Stored items
* * *

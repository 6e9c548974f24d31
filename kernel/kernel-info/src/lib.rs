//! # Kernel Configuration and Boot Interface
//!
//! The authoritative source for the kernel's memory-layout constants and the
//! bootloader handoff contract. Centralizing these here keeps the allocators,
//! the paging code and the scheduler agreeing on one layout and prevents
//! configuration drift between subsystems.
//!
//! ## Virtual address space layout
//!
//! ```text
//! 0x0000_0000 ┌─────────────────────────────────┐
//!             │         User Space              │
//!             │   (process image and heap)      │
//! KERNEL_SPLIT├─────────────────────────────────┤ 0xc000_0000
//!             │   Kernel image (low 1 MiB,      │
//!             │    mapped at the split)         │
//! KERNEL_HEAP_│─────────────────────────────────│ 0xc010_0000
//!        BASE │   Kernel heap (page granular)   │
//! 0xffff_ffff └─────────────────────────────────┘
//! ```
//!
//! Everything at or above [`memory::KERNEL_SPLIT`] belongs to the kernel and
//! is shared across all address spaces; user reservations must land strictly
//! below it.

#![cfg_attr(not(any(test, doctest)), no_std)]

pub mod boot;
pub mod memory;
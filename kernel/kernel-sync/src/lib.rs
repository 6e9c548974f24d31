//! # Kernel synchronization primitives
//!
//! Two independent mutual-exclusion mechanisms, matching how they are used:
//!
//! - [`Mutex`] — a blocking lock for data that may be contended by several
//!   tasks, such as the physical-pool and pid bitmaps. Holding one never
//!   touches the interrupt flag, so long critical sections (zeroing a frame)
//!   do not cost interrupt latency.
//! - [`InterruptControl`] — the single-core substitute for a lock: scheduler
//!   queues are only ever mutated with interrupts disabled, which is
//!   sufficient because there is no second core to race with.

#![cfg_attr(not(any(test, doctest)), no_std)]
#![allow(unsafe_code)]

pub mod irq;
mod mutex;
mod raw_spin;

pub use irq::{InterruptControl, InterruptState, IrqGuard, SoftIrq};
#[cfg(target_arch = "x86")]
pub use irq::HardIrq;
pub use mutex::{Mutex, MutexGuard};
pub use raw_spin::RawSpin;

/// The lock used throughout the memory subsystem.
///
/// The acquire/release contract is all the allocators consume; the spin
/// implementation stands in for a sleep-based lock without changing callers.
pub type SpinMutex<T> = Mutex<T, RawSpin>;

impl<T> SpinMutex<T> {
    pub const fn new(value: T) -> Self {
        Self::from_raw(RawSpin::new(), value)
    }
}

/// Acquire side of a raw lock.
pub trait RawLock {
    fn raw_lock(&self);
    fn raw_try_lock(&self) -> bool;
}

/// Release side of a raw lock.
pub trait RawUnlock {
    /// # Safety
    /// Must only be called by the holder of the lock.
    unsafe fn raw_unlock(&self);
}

* * *

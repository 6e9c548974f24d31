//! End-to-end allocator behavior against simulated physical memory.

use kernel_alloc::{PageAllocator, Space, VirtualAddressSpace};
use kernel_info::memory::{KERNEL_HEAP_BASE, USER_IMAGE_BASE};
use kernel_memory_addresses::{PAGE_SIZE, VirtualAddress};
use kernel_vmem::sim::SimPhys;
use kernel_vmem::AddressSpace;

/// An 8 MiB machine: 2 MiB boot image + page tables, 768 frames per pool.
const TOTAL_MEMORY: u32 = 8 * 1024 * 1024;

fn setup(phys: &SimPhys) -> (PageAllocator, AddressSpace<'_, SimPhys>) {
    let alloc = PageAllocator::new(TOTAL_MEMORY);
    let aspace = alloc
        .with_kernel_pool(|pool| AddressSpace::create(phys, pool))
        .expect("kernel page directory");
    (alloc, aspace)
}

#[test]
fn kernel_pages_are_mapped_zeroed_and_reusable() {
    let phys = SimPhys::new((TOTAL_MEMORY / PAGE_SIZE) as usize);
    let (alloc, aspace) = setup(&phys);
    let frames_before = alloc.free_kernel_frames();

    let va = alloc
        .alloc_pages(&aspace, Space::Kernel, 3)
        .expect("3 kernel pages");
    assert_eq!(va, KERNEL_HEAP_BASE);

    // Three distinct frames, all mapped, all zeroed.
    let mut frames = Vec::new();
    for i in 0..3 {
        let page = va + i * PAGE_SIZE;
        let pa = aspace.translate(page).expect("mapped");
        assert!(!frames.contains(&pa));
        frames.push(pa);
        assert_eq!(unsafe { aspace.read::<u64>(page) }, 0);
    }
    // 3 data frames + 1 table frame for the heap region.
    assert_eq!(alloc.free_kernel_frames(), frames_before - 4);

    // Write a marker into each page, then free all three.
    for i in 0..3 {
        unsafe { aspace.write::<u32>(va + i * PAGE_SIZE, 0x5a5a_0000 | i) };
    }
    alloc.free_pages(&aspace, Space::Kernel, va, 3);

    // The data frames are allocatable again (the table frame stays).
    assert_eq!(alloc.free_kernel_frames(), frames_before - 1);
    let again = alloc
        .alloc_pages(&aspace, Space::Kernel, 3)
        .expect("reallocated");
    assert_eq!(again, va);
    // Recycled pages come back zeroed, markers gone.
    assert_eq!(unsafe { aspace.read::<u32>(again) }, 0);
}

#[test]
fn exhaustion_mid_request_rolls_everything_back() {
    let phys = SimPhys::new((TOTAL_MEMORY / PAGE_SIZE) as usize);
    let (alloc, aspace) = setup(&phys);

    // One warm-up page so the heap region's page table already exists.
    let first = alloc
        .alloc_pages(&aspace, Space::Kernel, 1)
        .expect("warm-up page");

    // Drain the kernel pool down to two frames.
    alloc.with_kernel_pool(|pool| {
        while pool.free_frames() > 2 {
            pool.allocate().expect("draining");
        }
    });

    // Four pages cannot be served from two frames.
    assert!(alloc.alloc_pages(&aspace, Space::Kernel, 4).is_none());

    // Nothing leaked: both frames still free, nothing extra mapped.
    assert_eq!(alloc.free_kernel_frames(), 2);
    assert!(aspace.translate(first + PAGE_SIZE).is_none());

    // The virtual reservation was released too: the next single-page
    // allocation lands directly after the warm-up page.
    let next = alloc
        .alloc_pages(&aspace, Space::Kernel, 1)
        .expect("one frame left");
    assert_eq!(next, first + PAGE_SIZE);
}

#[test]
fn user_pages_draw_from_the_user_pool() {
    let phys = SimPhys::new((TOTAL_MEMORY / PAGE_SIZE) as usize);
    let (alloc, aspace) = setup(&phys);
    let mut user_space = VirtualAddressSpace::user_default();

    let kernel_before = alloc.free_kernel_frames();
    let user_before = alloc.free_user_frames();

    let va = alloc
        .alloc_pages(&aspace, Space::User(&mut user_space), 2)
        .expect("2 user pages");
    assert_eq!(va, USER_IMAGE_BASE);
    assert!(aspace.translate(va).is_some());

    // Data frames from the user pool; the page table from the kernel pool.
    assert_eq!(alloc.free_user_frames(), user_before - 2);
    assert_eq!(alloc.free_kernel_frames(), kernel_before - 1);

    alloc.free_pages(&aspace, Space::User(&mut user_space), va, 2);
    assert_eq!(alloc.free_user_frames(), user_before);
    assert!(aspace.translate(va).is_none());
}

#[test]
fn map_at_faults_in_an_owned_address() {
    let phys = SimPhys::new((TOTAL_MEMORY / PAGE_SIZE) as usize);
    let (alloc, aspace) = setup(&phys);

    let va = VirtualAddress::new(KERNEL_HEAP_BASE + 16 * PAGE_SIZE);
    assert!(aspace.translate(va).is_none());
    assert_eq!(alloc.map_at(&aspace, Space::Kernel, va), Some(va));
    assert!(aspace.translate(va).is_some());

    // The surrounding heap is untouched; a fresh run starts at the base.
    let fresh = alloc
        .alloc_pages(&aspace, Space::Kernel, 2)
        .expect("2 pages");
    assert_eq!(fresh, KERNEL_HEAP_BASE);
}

* * *

## About this exercise
If a line in the records holds the string "layout", count it, and give only the total.

## Answer box
3